While it is easy for the patient to think of the distal radius as being part of the wrist and focus upon recovery of isolated wrist motion, in reality it is the alteration of forearm rotation after a distal radius fracture that can be the greatest source of symptoms: limitations of function, patient dissatisfaction, or both.
Classification
Association for the Study of Internal Fixation (AO/ASIF) classification[3]
A: Extra-articular fractures in which the fracture line does not extend into the radiocarpal or distal radioulnar joint (DRUJ).[Figure caption and citation for the preceding image starts]: Type A extra-articular fracture of the distal radius: lateral view [Citation ends].
B: Partial intra-articular fracture in which the fracture line extends into the radiocarpal joint. Most commonly only a part of the articular surface is involved and the remaining part is still attached to the shaft.[Figure caption and citation for the preceding image starts]: Type B (simple) intra-articular fracture of the distal radius: lateral view [Citation ends].
C: Intra-articular fracture in which the fracture line extends into the radiocarpal joint or the DRUJ.[Figure caption and citation for the preceding image starts]: Type C (complex) intra-articular fracture of the distal radius: lateral view [Citation ends].
Each type is sub-classified into subgroups 1, 2, and 3, based on the severity of comminution or fracture location.

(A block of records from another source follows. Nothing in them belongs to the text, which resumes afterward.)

impl PresentOptions {
    /// CLI flags override config, config overrides built-in defaults.
    pub fn resolve(args: &PresentArgs, config: &Config) -> Self {
        let theme = args
            .theme
            .as_deref()
            .or(config.theme())
            .unwrap_or(theme::DEFAULT_THEME);
        Self {
            theme: theme::get_theme(Some(theme)).id.to_string(),
            windowed: args.windowed,
            start_slide: args
                .slide
                .map(|s| s.saturating_sub(1))
                .unwrap_or_else(|| config.start_slide()),
            background: args.background.clone(),
            show_progress_bar: !args.no_progress && config.show_progress_bar(),
            show_slide_numbers: !args.no_slide_numbers && config.show_slide_numbers(),
            motion: Motion::from_reduced(args.reduced_motion || config.reduced_motion()),
            watch: !args.no_watch,
        }
    }
}

/// Keyboard shortcut for a key press, if it has one.
pub fn command_for_key(key: egui::Key) -> Option<Command> {
    use egui::Key;
    let command = match key {
        Key::ArrowRight | Key::Space | Key::Enter | Key::PageDown => Command::Next,
        Key::ArrowLeft | Key::PageUp => Command::Previous,
        Key::Home => Command::First,
        Key::End => Command::Last,
        Key::Escape => Command::Escape,
        Key::F => Command::ToggleFullscreen,
        Key::Num1 => Command::Digit(1),
        Key::Num2 => Command::Digit(2),
        Key::Num3 => Command::Digit(3),
        Key::Num4 => Command::Digit(4),
        Key::Num5 => Command::Digit(5),
        Key::Num6 => Command::Digit(6),
        Key::Num7 => Command::Digit(7),
        Key::Num8 => Command::Digit(8),
        Key::Num9 => Command::Digit(9),
        _ => return None,
    };
    Some(command)
}
use colored::Colorize;

use crate::config::Config;
use crate::theme::{self, DEFAULT_THEME};

pub fn run() {
    let config = Config::load_or_default();
    let configured = config.theme().unwrap_or(DEFAULT_THEME);

    for id in theme::theme_ids() {
        let t = theme::get_theme(Some(id));
        let accent = t.colors.accent;
        let swatch = "■".truecolor(accent.r(), accent.g(), accent.b());
        let fonts = format!("{} / {}", t.fonts.display, t.fonts.body).dimmed();
        if *id == configured {
            println!("{swatch} {} {fonts} {}", id.bold(), "(current)".green());
        } else {
            println!("{swatch} {id} {fonts}");
        }
    }
}
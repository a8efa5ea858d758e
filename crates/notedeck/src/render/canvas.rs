use eframe::egui;

/// Slides are laid out on a fixed virtual canvas and scaled to fit.
pub const DESIGN_WIDTH: f32 = 1920.0;
pub const DESIGN_HEIGHT: f32 = 1080.0;

/// Fixed scale for overview thumbnails (320×180).
pub const THUMBNAIL_SCALE: f32 = 1.0 / 6.0;

/// Largest scale at which the whole canvas fits in `width`×`height`. Never
/// enlarges past the design size.
pub fn fit_scale(width: f32, height: f32) -> f32 {
    if !(width > 0.0 && height > 0.0) {
        return 0.0;
    }
    (width / DESIGN_WIDTH).min(height / DESIGN_HEIGHT).min(1.0)
}

pub fn canvas_size(scale: f32) -> egui::Vec2 {
    egui::vec2(DESIGN_WIDTH * scale, DESIGN_HEIGHT * scale)
}

/// The scaled canvas, centered in `container`.
pub fn canvas_rect(container: egui::Rect, scale: f32) -> egui::Rect {
    egui::Rect::from_center_size(container.center(), canvas_size(scale))
}
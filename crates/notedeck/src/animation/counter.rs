//! Count-up for stat slides.

use super::{Ease, Motion};

pub const COUNTER_DELAY_MS: u32 = 400;
pub const COUNTER_DURATION_MS: u32 = 1500;

/// A stat value split into the part that counts and the text around it.
#[derive(Debug, Clone, PartialEq)]
pub struct StatValue {
    pub prefix: String,
    pub target: f64,
    pub decimals: usize,
    pub suffix: String,
    numeric: bool,
    raw: String,
}

/// Split `"$1,234.5k+"` into `"$"`, `1234.5`, one decimal and `"k+"`.
///
/// Thousands separators are dropped. A value with no digits is kept verbatim
/// and never animates.
pub fn parse_stat_value(raw: &str) -> StatValue {
    let raw = raw.trim();
    let start = raw.find(|c: char| c.is_ascii_digit());
    let Some(start) = start else {
        return StatValue {
            prefix: String::new(),
            target: 0.0,
            decimals: 0,
            suffix: String::new(),
            numeric: false,
            raw: raw.to_string(),
        };
    };
    let (prefix, rest) = raw.split_at(start);
    let end = rest
        .find(|c: char| !(c.is_ascii_digit() || c == ',' || c == '.'))
        .unwrap_or(rest.len());
    // A trailing "." or "," belongs to the text, not the number.
    let number = rest[..end].trim_end_matches(['.', ',']);
    let suffix = &rest[number.len()..];

    let digits: String = number.chars().filter(|c| *c != ',').collect();
    let decimals = digits.split_once('.').map_or(0, |(_, frac)| frac.len());
    let target = digits.parse::<f64>().unwrap_or(0.0);

    StatValue {
        prefix: prefix.to_string(),
        target,
        decimals,
        suffix: suffix.to_string(),
        numeric: true,
        raw: raw.to_string(),
    }
}

impl StatValue {
    /// Counted value at `elapsed_ms` after the slide was entered.
    pub fn current(&self, elapsed_ms: f64, motion: Motion) -> f64 {
        if motion.is_reduced() {
            return self.target;
        }
        let t = elapsed_ms - COUNTER_DELAY_MS as f64;
        if t <= 0.0 {
            return 0.0;
        }
        let p = (t / COUNTER_DURATION_MS as f64).min(1.0);
        let value = self.target * Ease::OutQuart.apply(p);
        round_to(value, self.decimals)
    }

    /// Text to draw at `elapsed_ms`.
    pub fn display(&self, elapsed_ms: f64, motion: Motion) -> String {
        if !self.numeric {
            return self.raw.clone();
        }
        format!(
            "{}{}{}",
            self.prefix,
            format_grouped(self.current(elapsed_ms, motion), self.decimals),
            self.suffix
        )
    }
}

fn round_to(value: f64, decimals: usize) -> f64 {
    let factor = 10f64.powi(decimals as i32);
    (value * factor).round() / factor
}

/// Format with comma thousands grouping and a fixed number of decimals.
pub fn format_grouped(value: f64, decimals: usize) -> String {
    let formatted = format!("{:.*}", decimals, value.abs());
    let (int_part, frac_part) = match formatted.split_once('.') {
        Some((i, f)) => (i, Some(f)),
        None => (formatted.as_str(), None),
    };

    let mut grouped = String::with_capacity(int_part.len() + int_part.len() / 3);
    for (i, ch) in int_part.chars().enumerate() {
        if i > 0 && (int_part.len() - i) % 3 == 0 {
            grouped.push(',');
        }
        grouped.push(ch);
    }

    let sign = if value < 0.0 && formatted.chars().any(|c| c != '0' && c != '.') {
        "-"
    } else {
        ""
    };
    match frac_part {
        Some(frac) => format!("{sign}{grouped}.{frac}"),
        None => format!("{sign}{grouped}"),
    }
}
use crate::animation::Target;
use crate::parser::SlideContent;
use crate::render::Stage;
use crate::render::text::{Align, Fit};

use super::{BODY_SIZE, CONTENT_WIDTH, HEADING_SIZE, MARGIN, centered_top};

const IMAGE_SIZE: f32 = 840.0;
const IMAGE_TOP: f32 = 120.0;
const COLUMN_LEFT: f32 = MARGIN + IMAGE_SIZE + 80.0;
const COLUMN_WIDTH: f32 = MARGIN + CONTENT_WIDTH - COLUMN_LEFT;
const HEADING_GAP: f32 = 36.0;

pub fn render(stage: &Stage, content: &SlideContent) {
    let colors = &stage.theme.colors;

    let area = stage.rect(MARGIN, IMAGE_TOP, IMAGE_SIZE, IMAGE_SIZE);
    let has_image = content
        .image
        .as_deref()
        .and_then(|src| stage.image(Target::Image, src, area, Fit::Cover))
        .is_some();

    // Without a picture the text takes the whole width.
    let (left, width) = if has_image {
        (COLUMN_LEFT, COLUMN_WIDTH)
    } else {
        (MARGIN, CONTENT_WIDTH)
    };

    let heading = content.heading.as_deref().map(|h| {
        stage.layout(h, stage.display_font(HEADING_SIZE * 0.875), false, width)
    });
    let body = content
        .body
        .as_deref()
        .map(|b| stage.layout(b, stage.body_font(BODY_SIZE * 0.9), false, width));

    let mut height = 0.0;
    if let Some(g) = &heading {
        height += stage.design(g.rect.height()) + HEADING_GAP;
    }
    if let Some(g) = &body {
        height += stage.design(g.rect.height());
    }

    let mut y = centered_top(height, IMAGE_TOP);
    if let Some(galley) = heading {
        let rect = stage.paint(Target::Heading, galley, left, width, y, Align::Left, colors.accent);
        y += stage.design(rect.height()) + HEADING_GAP;
    }
    if let Some(galley) = body {
        stage.paint(Target::Body, galley, left, width, y, Align::Left, colors.text);
    }
}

However, only the type of fracture (A, B, or C) provides substantial intra-observer reliability. The inclusion of subgroups into the classification has reduced the inter-observer and the intra-observer reliability to a level that is not reliable enough to use in clinical practice.[4][5]
Fernandez classification[6]
I: Bending of the metaphysis
II: Shearing fractures of the joint surface
III: Compression of the joint surface
IV: Avulsion or radiocarpal fracture dislocations
V: Combined fractures with high velocity injuries
This classification of the distal radius is based on the mechanism of injury.[7]
[Figure caption and citation for the preceding image starts]: Fernández classification (I: bending of the metaphysis; II: shearing fractures of the joint surface; III: compression of the joint surface; IV: avulsion or radiocarpal fracture dislocations; V: combined fractures with high velocity injuries)Shehovych A et al. Ann R Coll Surg Engl 2016 Nov;98(8):525-31; used with permission [Citation ends].
Frykman classification[8]
I: Extra-articular
II: As type I with fracture of the distal ulna
III: Radiocarpal joint involved
IV: As type III with fracture of the distal ulna
V: Distal radioulnar joint involved
VI: As type V with fracture of the distal ulna
VII: Radiocarpal and distal radioulnar joints both involved
VIII: As type VII with fracture of the distal ulna
This classification does not take into consideration the extent of fracture displacement, degree of comminution, or shortening of the radius, so its ability to guide treatment and predict prognosis is limited.[7]
[Figure caption and citation for the preceding image starts]: Frykman’s 1967 classification (I: extra-articular; II: as I with fracture of the distal ulna; III: radiocarpal joint involved; IV: as III with fracture of the distal ulna; V: distal radioulnar joint involved; VI: as V with fracture of the distal ulna; VII: radiocarpal and distal radioulnar joints both involved; VIII: as VII with fracture of the distal ulna)Shehovych A et al. Ann R Coll Surg Engl 2016 Nov;98(8):525-31; used with permission [Citation ends].